:: What this task involves ::
Working from the records below, repeat exactly the lines starting at the line that contains "smallest value, earliest on ties." and ending at the line that contains "Some((_, b)) if v >= b", inclusive.
--- START ---
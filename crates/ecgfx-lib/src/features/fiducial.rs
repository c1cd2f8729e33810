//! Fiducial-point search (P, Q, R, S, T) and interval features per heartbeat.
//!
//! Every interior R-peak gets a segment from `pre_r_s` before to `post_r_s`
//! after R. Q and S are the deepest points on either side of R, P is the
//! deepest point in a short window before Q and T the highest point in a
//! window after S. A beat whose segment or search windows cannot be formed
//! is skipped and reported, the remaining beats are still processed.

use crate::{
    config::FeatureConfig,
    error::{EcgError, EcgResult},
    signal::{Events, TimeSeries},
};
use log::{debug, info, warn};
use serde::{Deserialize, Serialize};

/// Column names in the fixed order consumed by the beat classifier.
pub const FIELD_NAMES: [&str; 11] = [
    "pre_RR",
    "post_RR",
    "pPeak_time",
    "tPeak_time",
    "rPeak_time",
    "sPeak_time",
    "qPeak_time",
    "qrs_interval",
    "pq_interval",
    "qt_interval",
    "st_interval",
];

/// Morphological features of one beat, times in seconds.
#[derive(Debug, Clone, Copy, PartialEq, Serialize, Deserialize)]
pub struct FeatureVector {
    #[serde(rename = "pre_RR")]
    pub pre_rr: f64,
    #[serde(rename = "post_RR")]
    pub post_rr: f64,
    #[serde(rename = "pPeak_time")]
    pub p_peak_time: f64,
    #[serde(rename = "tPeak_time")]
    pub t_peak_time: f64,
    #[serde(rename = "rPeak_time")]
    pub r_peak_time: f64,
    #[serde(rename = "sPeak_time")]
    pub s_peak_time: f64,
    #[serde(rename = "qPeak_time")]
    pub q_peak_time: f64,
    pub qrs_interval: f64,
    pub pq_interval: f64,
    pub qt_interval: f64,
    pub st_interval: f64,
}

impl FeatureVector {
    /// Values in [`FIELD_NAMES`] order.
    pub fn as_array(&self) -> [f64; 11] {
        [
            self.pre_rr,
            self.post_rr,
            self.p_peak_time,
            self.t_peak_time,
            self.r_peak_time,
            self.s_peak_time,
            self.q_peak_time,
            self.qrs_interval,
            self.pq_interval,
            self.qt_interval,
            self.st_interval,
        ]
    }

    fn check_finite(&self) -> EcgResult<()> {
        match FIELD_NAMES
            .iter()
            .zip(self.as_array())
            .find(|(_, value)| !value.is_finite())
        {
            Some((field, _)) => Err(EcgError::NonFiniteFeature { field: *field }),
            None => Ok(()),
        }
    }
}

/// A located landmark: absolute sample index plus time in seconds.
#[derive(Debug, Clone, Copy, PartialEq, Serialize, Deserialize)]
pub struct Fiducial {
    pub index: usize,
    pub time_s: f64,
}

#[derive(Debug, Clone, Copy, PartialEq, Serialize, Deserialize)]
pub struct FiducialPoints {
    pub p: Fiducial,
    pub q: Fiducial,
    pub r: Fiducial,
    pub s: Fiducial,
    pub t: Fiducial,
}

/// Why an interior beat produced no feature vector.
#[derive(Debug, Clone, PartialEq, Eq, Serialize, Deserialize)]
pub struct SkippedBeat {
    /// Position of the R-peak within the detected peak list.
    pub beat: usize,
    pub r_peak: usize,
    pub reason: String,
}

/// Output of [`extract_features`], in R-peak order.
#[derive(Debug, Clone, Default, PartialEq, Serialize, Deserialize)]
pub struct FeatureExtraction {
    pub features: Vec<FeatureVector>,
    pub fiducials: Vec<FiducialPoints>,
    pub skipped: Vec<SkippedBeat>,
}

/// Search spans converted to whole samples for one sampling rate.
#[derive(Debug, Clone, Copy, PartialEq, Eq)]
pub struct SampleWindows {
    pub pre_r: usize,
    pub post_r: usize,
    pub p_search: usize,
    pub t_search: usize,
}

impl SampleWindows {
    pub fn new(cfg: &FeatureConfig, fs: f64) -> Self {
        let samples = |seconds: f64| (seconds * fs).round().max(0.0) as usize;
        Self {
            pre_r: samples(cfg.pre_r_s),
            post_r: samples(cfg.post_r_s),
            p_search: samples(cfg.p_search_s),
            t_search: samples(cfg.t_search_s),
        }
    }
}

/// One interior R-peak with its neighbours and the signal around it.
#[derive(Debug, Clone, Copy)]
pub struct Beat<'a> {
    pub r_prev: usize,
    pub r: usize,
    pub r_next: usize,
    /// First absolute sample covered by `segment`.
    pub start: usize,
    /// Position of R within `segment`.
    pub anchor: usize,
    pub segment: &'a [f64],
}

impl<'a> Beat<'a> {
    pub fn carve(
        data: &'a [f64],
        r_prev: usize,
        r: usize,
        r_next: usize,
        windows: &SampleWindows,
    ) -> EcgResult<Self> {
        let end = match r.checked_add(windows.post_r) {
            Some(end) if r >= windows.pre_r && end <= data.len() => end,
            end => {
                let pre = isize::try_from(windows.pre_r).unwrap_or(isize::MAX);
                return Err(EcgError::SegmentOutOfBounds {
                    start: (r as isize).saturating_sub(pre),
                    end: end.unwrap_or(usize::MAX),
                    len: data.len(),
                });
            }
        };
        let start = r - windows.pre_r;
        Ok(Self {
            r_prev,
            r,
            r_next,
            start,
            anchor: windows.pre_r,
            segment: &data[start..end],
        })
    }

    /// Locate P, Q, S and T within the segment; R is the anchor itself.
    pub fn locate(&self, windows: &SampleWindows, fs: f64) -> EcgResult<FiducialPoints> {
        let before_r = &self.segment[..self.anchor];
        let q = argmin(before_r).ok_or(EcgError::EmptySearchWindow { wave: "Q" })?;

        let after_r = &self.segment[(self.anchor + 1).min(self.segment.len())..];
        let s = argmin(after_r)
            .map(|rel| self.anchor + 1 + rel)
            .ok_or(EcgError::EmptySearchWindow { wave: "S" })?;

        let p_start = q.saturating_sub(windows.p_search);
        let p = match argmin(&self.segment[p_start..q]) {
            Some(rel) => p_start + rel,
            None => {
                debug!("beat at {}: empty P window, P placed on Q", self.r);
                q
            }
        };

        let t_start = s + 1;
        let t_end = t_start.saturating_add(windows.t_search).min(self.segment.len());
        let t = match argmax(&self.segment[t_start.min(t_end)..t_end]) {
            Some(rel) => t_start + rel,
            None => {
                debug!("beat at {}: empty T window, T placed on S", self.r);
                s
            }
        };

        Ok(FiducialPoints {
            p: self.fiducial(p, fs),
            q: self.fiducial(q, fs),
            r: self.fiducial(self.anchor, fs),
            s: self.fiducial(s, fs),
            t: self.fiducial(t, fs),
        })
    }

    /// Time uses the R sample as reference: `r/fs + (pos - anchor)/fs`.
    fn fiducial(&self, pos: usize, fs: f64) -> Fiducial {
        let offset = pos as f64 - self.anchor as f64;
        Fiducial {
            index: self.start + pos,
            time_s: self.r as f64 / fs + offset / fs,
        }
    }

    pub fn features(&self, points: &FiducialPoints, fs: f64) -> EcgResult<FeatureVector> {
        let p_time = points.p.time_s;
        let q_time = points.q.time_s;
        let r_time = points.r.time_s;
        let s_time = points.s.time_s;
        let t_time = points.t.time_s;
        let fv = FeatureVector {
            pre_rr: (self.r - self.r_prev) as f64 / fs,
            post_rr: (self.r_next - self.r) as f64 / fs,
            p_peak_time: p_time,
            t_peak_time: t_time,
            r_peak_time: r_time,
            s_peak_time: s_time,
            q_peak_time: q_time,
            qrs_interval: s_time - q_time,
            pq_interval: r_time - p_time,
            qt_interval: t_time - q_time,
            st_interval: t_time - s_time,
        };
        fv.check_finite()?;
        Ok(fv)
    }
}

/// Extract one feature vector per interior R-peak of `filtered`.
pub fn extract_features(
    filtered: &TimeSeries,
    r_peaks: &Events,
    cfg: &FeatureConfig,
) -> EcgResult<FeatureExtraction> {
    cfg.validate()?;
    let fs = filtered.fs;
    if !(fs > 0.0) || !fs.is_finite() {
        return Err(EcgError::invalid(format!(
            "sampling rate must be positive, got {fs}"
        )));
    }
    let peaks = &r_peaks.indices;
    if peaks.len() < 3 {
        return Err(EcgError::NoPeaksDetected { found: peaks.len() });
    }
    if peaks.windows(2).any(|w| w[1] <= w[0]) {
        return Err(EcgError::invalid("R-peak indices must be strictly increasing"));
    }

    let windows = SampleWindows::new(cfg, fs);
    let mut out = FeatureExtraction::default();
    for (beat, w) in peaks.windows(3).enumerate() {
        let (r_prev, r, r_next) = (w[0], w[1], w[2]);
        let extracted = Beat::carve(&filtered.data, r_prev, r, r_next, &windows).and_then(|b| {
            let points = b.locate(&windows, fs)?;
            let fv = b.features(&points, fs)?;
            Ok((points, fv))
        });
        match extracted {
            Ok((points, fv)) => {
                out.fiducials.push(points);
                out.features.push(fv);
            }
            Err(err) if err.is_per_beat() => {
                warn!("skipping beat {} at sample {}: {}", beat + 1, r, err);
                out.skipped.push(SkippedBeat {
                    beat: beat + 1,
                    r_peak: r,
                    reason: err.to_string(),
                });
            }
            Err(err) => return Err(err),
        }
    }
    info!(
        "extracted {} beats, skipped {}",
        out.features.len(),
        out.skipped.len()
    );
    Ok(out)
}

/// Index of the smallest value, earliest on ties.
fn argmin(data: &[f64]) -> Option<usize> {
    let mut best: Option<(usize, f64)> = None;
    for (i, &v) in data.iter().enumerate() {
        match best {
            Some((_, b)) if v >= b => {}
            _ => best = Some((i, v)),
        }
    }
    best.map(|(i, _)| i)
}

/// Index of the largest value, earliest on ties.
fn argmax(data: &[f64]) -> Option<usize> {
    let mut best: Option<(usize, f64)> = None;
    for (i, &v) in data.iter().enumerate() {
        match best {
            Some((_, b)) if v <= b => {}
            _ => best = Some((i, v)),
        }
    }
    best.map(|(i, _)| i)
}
--- END ---
--- START ---
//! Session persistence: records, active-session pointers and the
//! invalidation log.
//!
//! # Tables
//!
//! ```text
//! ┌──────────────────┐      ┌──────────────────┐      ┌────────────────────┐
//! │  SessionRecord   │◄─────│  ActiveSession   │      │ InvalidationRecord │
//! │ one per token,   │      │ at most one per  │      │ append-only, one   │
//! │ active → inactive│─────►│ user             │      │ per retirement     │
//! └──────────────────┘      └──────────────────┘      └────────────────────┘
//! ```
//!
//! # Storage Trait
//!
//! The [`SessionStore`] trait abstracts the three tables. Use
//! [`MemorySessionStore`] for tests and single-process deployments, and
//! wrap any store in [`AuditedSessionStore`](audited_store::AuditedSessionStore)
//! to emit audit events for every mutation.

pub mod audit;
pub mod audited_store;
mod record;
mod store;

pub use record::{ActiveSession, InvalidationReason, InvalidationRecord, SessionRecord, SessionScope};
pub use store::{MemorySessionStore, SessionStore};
--- END ---
:: Answer box ::
/// Index of the smallest value, earliest on ties.
fn argmin(data: &[f64]) -> Option<usize> {
    let mut best: Option<(usize, f64)> = None;
    for (i, &v) in data.iter().enumerate() {
        match best {
            Some((_, b)) if v >= b => {}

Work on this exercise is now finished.